Kuala Lumpur: The International Petroleum Investment Corporation (Ipic) paid interest on 1Malaysia Development Bhd’s bonds amid a dispute between the two on who is required to meet the debt obligations. 1MDB’s bonds surged.

1MDB defaulted on another coupon payment, Ipic said in a filing to the London Stock Exchange. Ipic paid $52.4 million on 1MDB’s 5.99 per cent dollar-denominated notes that it had guaranteed, it said. 1MDB didn’t immediately comment on the Ipic statement.

The two funds have been locked in a dispute which spilt over to repayments on 1MDB bonds. That led to a default by 1MDB in April, hitting the reputation of the Malaysian government who is its sole shareholder and adding to financial scandals that have rocked the company and nation. Ipic subsequently made the $50 million interest payment, and it said then and reiterated Wednesday it’s asking 1MDB and Malaysia for reimbursement.

“You might find the Ipic-1MDB issues annoying but they are just playing hardball with each other,” said Luc D’Hooge, head of emerging-market bonds in Zurich at Vontobel Asset Management, which managed $22 billion of fixed-income assets. He holds 1MDB’s 5.99 per cent notes. “I was not at all concerned.”

Bonds surge

The $1.75 billion 5.99 per cent bonds due May 2022 climbed 3 cents to 103.8 cents on the dollar to yield 5.25 per cent as of 5:20pm in Hong Kong, according to prices compiled by Bloomberg. Similarly maturity Ipic bonds yielded 3.03 per cent.
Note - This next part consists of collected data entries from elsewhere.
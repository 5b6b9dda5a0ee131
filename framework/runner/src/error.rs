use std::time::Duration;

/// A scenario that cannot be run. Raised before any virtual user is started.
#[derive(Debug, thiserror::Error, PartialEq)]
pub enum ConfigError {
    #[error("A staged scenario needs at least one stage")]
    NoStages,
    #[error("`{field}` has a negative duration [{value}]")]
    NegativeDuration { field: String, value: String },
    #[error("Stage {index} has a negative target of {target} virtual users")]
    NegativeTarget { index: usize, target: i64 },
    #[error("Negative number of virtual users: {0}")]
    NegativeVus(i64),
    #[error("Cannot scale durations by {0}, the factor must be a finite number of at least 0")]
    InvalidScale(f64),
    #[error("The maximum pacing of {max:?} is shorter than the pacing of {min:?}")]
    InvalidPacingRange { min: Duration, max: Duration },
    #[error("Specify either `vus` and `duration` or `stages`, not both")]
    AmbiguousMode,
    #[error("Specify either `vus` and `duration` or `stages`")]
    MissingMode,
    #[error("At least one request group must be defined")]
    NoGroups,
    #[error("Request group [{0}] is defined more than once")]
    DuplicateGroup(String),
    #[error("Request group [{0}] has a weight of 0")]
    ZeroWeight(String),
    #[error("Use either weighted or sequential request groups, not both")]
    MixedGroups,
    #[error("Unknown metric [{0}]")]
    UnknownMetric(String),
    #[error("Threshold on [{metric}] refers to unknown request group [{group}]")]
    UnknownGroup { metric: String, group: String },
    #[error("Invalid threshold [{expression}] on [{metric}]: {reason}")]
    InvalidThreshold {
        metric: String,
        expression: String,
        reason: String,
    },
    #[error("Unknown profile [{0}]")]
    UnknownProfile(String),
    #[error("Invalid scenario file: {0}")]
    Parse(String),
}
“The 1MDB bonds are cheap and I was hoping to add more to our holding should there be more forced selling under another default this week,” D’Hooge said. “We have a good appetite for these bonds as it’s a good buying opportunity.”

The ringgit extended gains against the dollar after the Ipic statement, and closed 0.3 per cent higher at 4.035 per dollar, according to prices from local banks compiled by Bloomberg. The nation’s benchmark FTSE Bursa Malaysia KLCI Index gained 0.5 per cent, the most in almost three weeks.

1MDB, whose advisory board has been headed by Prime Minister Najib Razak, is at the Centre of multiple investigations stretching from Switzerland to the US amid allegations of money laundering and embezzlement. It has consistently denied wrongdoing.

In default

The spat between 1MDB and Ipic is related to an agreement reached in May last year. As part of the pact, the Abu Dhabi wealth fund said then that it would assume obligations to pay interest due under $3.5 billion of 1MDB bonds that it guaranteed. Ipic said last month that 1MDB was in default of the agreement after the Malaysian fund failed to pay it more than $1 billion in connection with a loan.

Ipic said on Wednesday that it will send a written demand to 1MDB and the Malaysian finance ministry to fully indemnify it for $1.2 billion plus accrued interest. The payment the Abu Dhabi company made last month was for 1MDB’s 5.75 per cent privately-placed bonds that were sold in October 2012.

“The way Ipic is looking at it is that whatever they are paying, it seems that they are going back and demanding that 1MDB or the Malaysia Ministry of Finance” pay back that amount, said Rehan Akbar, a Dubai-based analyst at Moody’s Investors Service.

Calling bondholders

1MDB said on Monday that it plans to reach out to bondholders on May 23 to explain its dispute with Ipic and how it plans to meet future obligations. It is also asking investors to hold off any request for early repayment on its Islamic debt, a person familiar with the matter said last week.

1MDB’s missed bond coupon payment in April highlights uncertainty around the finances and governance of the fund, Sagarika Chandra, an associate director at Fitch Ratings wrote in a May 10 note. The risk to the sovereign credit profile lies more in the potential for the affair to weaken policy focus or contribute to political instability, even as there are little signs of those risks materialising, she said.

“Our view is still the same, that 1MDB remains a close contingent liability for the Malaysian sovereign,” Chandra said Wednesday. The total outstanding debt of 1MDB and Malaysia “is not sufficient for us to change our view of the sovereign,” she said.